You know that if you put in a kilo of salt the dish is likely to be very salty. Cooking is very much anticipating how things will taste by mixing and imagining the taste of the mixed ingredients before cooking. The religious following of recipes with the book propped up against the kitchen whisk is never going to be a surprise. Not as a failed dish nor of a basking in the glory of an unimaginable masterpiece, hailed by Rick Stein, Nigella Lawson, Jamie Oliver and all your guests for years to come. Take the risk!
So, here we go. The bulk of this dish is mutton or at least a large leg of sheep. You need a well aged leg not a lamb leg although that is permissible as well. This dish is Northern India and as you travel up further north, the Indian cuisine starts to be less chilli hot and becomes more infused with the sweetness of yoghurt and dried fruit, raisins, currants etc. of the Northern regions.
The secret of this dish is that the leg of mutton is allowed to cure or ‘cook’ for about three days in the fridge by the acidity of the marinade. The marinade has to be enough to cover the meat. Voila, you need plenty of good quality yoghurt, the juice of about 4 lemons about 200 grams of raisons and currants, a tablespoon of turmeric, a couple of teaspoons of cinnamon, about 4 red-hot chillies, some cloves and about two teaspoons of cardamom, salt and sugar.
Mix the marinade in a mixer and let stand for about one hour, mix again. In the meantime pierce the leg and insert cloves of garlic. Good juicy garlic and not the cheap Chinese tasteless carton stuff. Poor the marinade over the lamb in a dish large enough to hold the leg.
Put in the fridge and leave for about two to three days occasionally turning the meat.
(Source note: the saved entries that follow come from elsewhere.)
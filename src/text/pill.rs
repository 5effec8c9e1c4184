//! Text block layout inside a rounded background pill.
//!
//! All proportions derive from one line height, measured from
//! [`REFERENCE_GLYPHS`](super::face::REFERENCE_GLYPHS) so every line of a
//! block gets the same height whatever its own glyphs:
//!
//! | Quantity | Formula |
//! |---|---|
//! | line spacing | `0.2 × line_height` |
//! | horizontal padding | `0.4 × line_height` |
//! | vertical padding | `0.3 × line_height` |
//! | corner radius | `0.25 × line_height` |
//! | pill width | widest line + 2 × horizontal padding |
//! | pill height | `n × line_height + (n − 1) × spacing` + 2 × vertical padding |
//!
//! Each line is centered horizontally. The first line's ink is centered in
//! its line-height slot, which corrects for text without ascenders or
//! descenders sitting visually high or low; later lines follow at a fixed
//! pitch of `line_height + spacing`.

use super::face::{FontFace, ink_extent, reference_line_height, text_width};
use super::wrap::wrap;
use crate::imaging::TextPosition;
use crate::imaging::calculations::pill_origin;

const SPACING_RATIO: f64 = 0.2;
const PADDING_X_RATIO: f64 = 0.4;
const PADDING_Y_RATIO: f64 = 0.3;
const RADIUS_RATIO: f64 = 0.25;

fn ratio_of(line_height: u32, ratio: f64) -> u32 {
    (line_height as f64 * ratio) as u32
}

/// One line of text positioned inside the pill.
#[derive(Debug, Clone, PartialEq)]
pub struct LaidLine {
    pub text: String,
    /// Left edge of the line's pen start, relative to the pill.
    pub x: u32,
    /// Baseline, relative to the pill's top edge.
    pub baseline: i32,
    pub width: u32,
}

/// Box geometry and per-line origins of a text block.
#[derive(Debug, Clone, PartialEq)]
pub struct PillLayout {
    pub width: u32,
    pub height: u32,
    pub line_height: u32,
    pub line_spacing: u32,
    pub padding_x: u32,
    pub padding_y: u32,
    pub corner_radius: u32,
    pub lines: Vec<LaidLine>,
}

impl PillLayout {
    pub fn size(&self) -> (u32, u32) {
        (self.width, self.height)
    }
}

/// Lay out already-wrapped `lines` with `face`.
pub fn layout_pill(lines: &[String], face: &dyn FontFace) -> PillLayout {
    let line_height = reference_line_height(face);
    let line_spacing = ratio_of(line_height, SPACING_RATIO);
    let padding_x = ratio_of(line_height, PADDING_X_RATIO);
    let padding_y = ratio_of(line_height, PADDING_Y_RATIO);
    let corner_radius = ratio_of(line_height, RADIUS_RATIO);

    let widths: Vec<u32> = lines.iter().map(|line| text_width(face, line)).collect();
    let widest = widths.iter().copied().max().unwrap_or(0);
    let n = lines.len().max(1) as u32;
    let width = widest + 2 * padding_x;
    let height = n * line_height + (n - 1) * line_spacing + 2 * padding_y;

    let first = lines
        .first()
        .map(|line| ink_extent(face, line))
        .filter(|extent| extent.height() > 0)
        .unwrap_or_else(|| ink_extent(face, super::face::REFERENCE_GLYPHS));
    let first_top = padding_y as i32 + (line_height as i32 - first.height() as i32) / 2;
    let first_baseline = first_top + first.above;
    let pitch = (line_height + line_spacing) as i32;

    let lines = lines
        .iter()
        .zip(&widths)
        .enumerate()
        .map(|(i, (text, &line_width))| LaidLine {
            text: text.clone(),
            x: (width - line_width) / 2,
            baseline: first_baseline + i as i32 * pitch,
            width: line_width,
        })
        .collect();

    PillLayout {
        width,
        height,
        line_height,
        line_spacing,
        padding_x,
        padding_y,
        corner_radius,
        lines,
    }
}

/// Wrap `text` to `max_width` and lay it out.
pub fn layout_text(text: &str, face: &dyn FontFace, max_width: u32) -> PillLayout {
    layout_pill(&wrap(text, face, max_width), face)
}

/// Top-left corner of a pill of `pill_size` inside `container`.
///
/// See [`pill_origin`] for the margin and clamping rules.
pub fn place_pill(
    container: (u32, u32),
    pill_size: (u32, u32),
    position: TextPosition,
    margin_percent: f64,
) -> (u32, u32) {
    pill_origin(container, pill_size, position, margin_percent)
}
Then… as the excitement mounts…pre-heat oven to 200c and cook the lamb for about 30 minutes. Turn heat to 160c and cook 45 minutes for every kilo of the meat. It is cooked when the meat falls off the bone. When it does. Turn off the oven. Boil basmati rice.
I was amazed some years ago when we had Japanese students living in our house they were using an electric rice cooker. When I told them I thought the Japanese had invented boiling rice, they smiled politely but they never tried my system. She said, oh no… too risky! Can you believe it?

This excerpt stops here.